• _YOUR OBJECTIVE_
From the entries, copy each line that includes "insert".

• _DATA SECTION_
*** Block opens ***

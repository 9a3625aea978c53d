//! In-memory project directory.

use async_trait::async_trait;
use std::collections::HashMap;
use std::sync::{Arc, RwLock};

use crate::push_sync::{
    domain::{Project, ProjectId},
    ports::{ProjectDirectory, ProjectDirectoryError, ProjectDirectoryResult},
};

/// Thread-safe in-memory project directory.
#[derive(Debug, Clone, Default)]
pub struct InMemoryProjectDirectory {
    projects: Arc<RwLock<HashMap<ProjectId, Project>>>,
}

impl InMemoryProjectDirectory {
    /// Creates an empty directory.
    #[must_use]
    pub fn new() -> Self {
        Self::default()
    }

    /// Creates a directory containing the given projects.
    #[must_use]
    pub fn with_projects(projects: impl IntoIterator<Item = Project>) -> Self {
        let projects = projects
            .into_iter()
            .map(|project| (project.id(), project))
            .collect();
        Self {
            projects: Arc::new(RwLock::new(projects)),
        }
    }

    /// Registers or replaces a project.
    ///
    /// # Errors
    ///
    /// Returns [`ProjectDirectoryError::Persistence`] if the lock is poisoned.
    pub fn insert(&self, project: Project) -> ProjectDirectoryResult<()> {
        let mut projects = self.projects.write().map_err(|err| {
            ProjectDirectoryError::persistence(std::io::Error::other(err.to_string()))
        })?;
        projects.insert(project.id(), project);
        Ok(())
    }
}

#[async_trait]
impl ProjectDirectory for InMemoryProjectDirectory {
    async fn find_project(&self, id: ProjectId) -> ProjectDirectoryResult<Option<Project>> {
        let projects = self.projects.read().map_err(|err| {
            ProjectDirectoryError::persistence(std::io::Error::other(err.to_string()))
        })?;
        Ok(projects.get(&id).cloned())
    }
}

*** Block closes ***

• _WRITTEN RESPONSE_
    pub fn insert(&self, project: Project) -> ProjectDirectoryResult<()> {
        projects.insert(project.id(), project);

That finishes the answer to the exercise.